Murder is our social dysfunction in its most extreme form and it is necessary that the political class closes ranks in the face of it. They deserve acclaim when they do.
And, distressing cases apart, the political murder tally is not ticking over in the horrendous way it did during the decades of the Troubles. But that is not good enough. As a population we shouldn't be expected to 'put up with' being tormented, taunted and bullied by extremists simply because they aren't firing guns at us or putting bombs in civic spaces. As if the periodic, regular raising of the temperature here, because it isn't killing us, should be tolerated as somehow part of the peace process.
Well, it isn't. It's part of the war process - part of the old mentality, threatening us with 'something worse' if we don't accede to this or that demand.
The current furore over what everyone has come to refer to as 'flegs' is just one example. Sinn Fein political manoeuvring at Belfast City Hall, matched by SDLP positioning and unionist in-fighting, has led to a completely unnecessary stand-off and the appearance of popular legitimacy for street protests which have wounded the image of the city internationally, damaged trade in the run-up to Christmas and challenged the capacity of the police to maintain order in the face of a mob.
The PSNI can't do it, any more than some unionist political leaders have been able to resist surfing on the urge of unsavoury elements to burn cars and wreck normal life. While thugs are protected and their 'rights' safeguarded, families are warned off the city centre, turned back from the Christmas tree at City Hall and told to back off Santa.

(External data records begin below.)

//! Randomness as a capability, so win/loss and P&L paths are seedable.

use rand::{Rng, SeedableRng};
use rand_chacha::ChaCha8Rng;

/// Source of uniform draws for outcome and return generation.
pub trait RandomSource: Send {
    /// Uniform draw in `[0, 1)`.
    fn draw(&mut self) -> f64;

    /// Uniform draw in `[lo, hi]`.
    fn uniform(&mut self, lo: f64, hi: f64) -> f64 {
        lo + (hi - lo) * self.draw()
    }
}

/// Thread-local OS randomness; the production source.
pub struct OsRandom;

impl RandomSource for OsRandom {
    fn draw(&mut self) -> f64 {
        rand::thread_rng().gen()
    }
}

/// Deterministic ChaCha8 stream for reproducible tests.
pub struct SeededRandom {
    rng: ChaCha8Rng,
}

impl SeededRandom {
    #[must_use]
    pub fn new(seed: u64) -> Self {
        Self {
            rng: ChaCha8Rng::seed_from_u64(seed),
        }
    }
}

impl RandomSource for SeededRandom {
    fn draw(&mut self) -> f64 {
        self.rng.gen()
    }
}
//! Running positions: in-flight simulated trades and their state machine.

use crate::events::TradeOutcome;
use crate::strategy::Strategy;
use chrono::{DateTime, Utc};
use rust_decimal::Decimal;
use serde::{Deserialize, Serialize};
use uuid::Uuid;

/// Lifecycle state of a running position.
///
/// `Pending → Resolving → Resolved`, never skipping and never re-entering
/// `Resolving`. The tick loop can observe a due position more than once
/// before removal completes, so the transition out of `Pending` is the
/// single point where the outcome is drawn.
#[derive(Debug, Clone, Copy, PartialEq, Eq, Serialize, Deserialize)]
pub enum PositionState {
    /// Progress below 100%, still accruing.
    Pending,
    /// Progress reached 100%; settlement drawn but not yet persisted.
    Resolving,
    /// Settlement applied to the ledger; the position leaves the active set.
    Resolved,
}

/// The settlement drawn when a position comes due.
///
/// Pinned on the position before the ledger write, so a retried write
/// applies the same outcome instead of re-drawing.
#[derive(Debug, Clone, Copy, PartialEq, Eq, Serialize, Deserialize)]
pub struct Settlement {
    /// Win or loss.
    pub outcome: TradeOutcome,
    /// Profit on a win; zero on a loss.
    pub profit: Decimal,
}

/// An in-progress simulated trade tied to one strategy and one amount.
#[derive(Debug, Clone, Serialize, Deserialize)]
pub struct RunningPosition {
    /// Unique per position.
    pub id: Uuid,
    /// Captured copy of the strategy; catalog updates never reach it.
    pub strategy: Strategy,
    /// Principal locked while the position runs.
    pub invested_amount: Decimal,
    /// When the position opened.
    pub opened_at: DateTime<Utc>,
    /// 0–100, monotonically non-decreasing until resolution.
    pub progress_pct: f64,
    /// Cosmetic running P&L estimate; re-drawn every tick.
    pub estimated_pnl: Decimal,
    /// Current lifecycle state.
    pub state: PositionState,
    /// Drawn settlement, present from `Resolving` onward.
    pub settlement: Option<Settlement>,
}

impl RunningPosition {
    /// Opens a position on a captured strategy copy.
    #[must_use]
    pub fn open(strategy: Strategy, invested_amount: Decimal, opened_at: DateTime<Utc>) -> Self {
        Self {
            id: Uuid::new_v4(),
            strategy,
            invested_amount,
            opened_at,
            progress_pct: 0.0,
            estimated_pnl: Decimal::ZERO,
            state: PositionState::Pending,
            settlement: None,
        }
    }

    /// Elapsed share of the strategy duration, clamped to `[0, 100]`.
    #[must_use]
    pub fn raw_progress(&self, now: DateTime<Utc>) -> f64 {
        let elapsed_ms = (now - self.opened_at).num_milliseconds();
        if elapsed_ms <= 0 {
            return 0.0;
        }
        #[allow(clippy::cast_precision_loss)]
        let ratio = elapsed_ms as f64 / self.strategy.duration_ms as f64;
        (ratio * 100.0).clamp(0.0, 100.0)
    }

    /// True once the full strategy duration has elapsed.
    #[must_use]
    pub fn is_due(&self, now: DateTime<Utc>) -> bool {
        self.raw_progress(now) >= 100.0
    }

    /// True once the settlement has been applied to the ledger.
    #[must_use]
    pub fn is_terminal(&self) -> bool {
        self.state == PositionState::Resolved
    }
}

Is this fooling anyone? The confusion last week over tourism figures would indicate that no one is fooled at all. The regular outbursts of nastiness, from riot to makeshift bomb to attempted and actual murder, have had their effect - Northern Ireland is a zone of risk, not the sort of place you'd bring your kids on a weekend break.
Was the orchestration of protests that occurred over the last weeks a spontaneous expression of popular disquiet? No chance. Like the clumsy transport of ever more sophisticated explosive devices by dissident republicans, the resort to street riot by loyalists has an all too familiar smell off it.
Peace is being able to go shopping and know you'll get home. Peace is being able to travel freely where you need to. Peace is when the police keep the road clear for the public. Peace is when there is sound, stable political leadership reflecting the occasionally-expressed political wishes of the people.
When these things aren't in place - and especially when political leadership is led by street rats on the one hand and the fear of something worse on the other - you can call it what you like.
It'll still be a desperately unhappy place to live.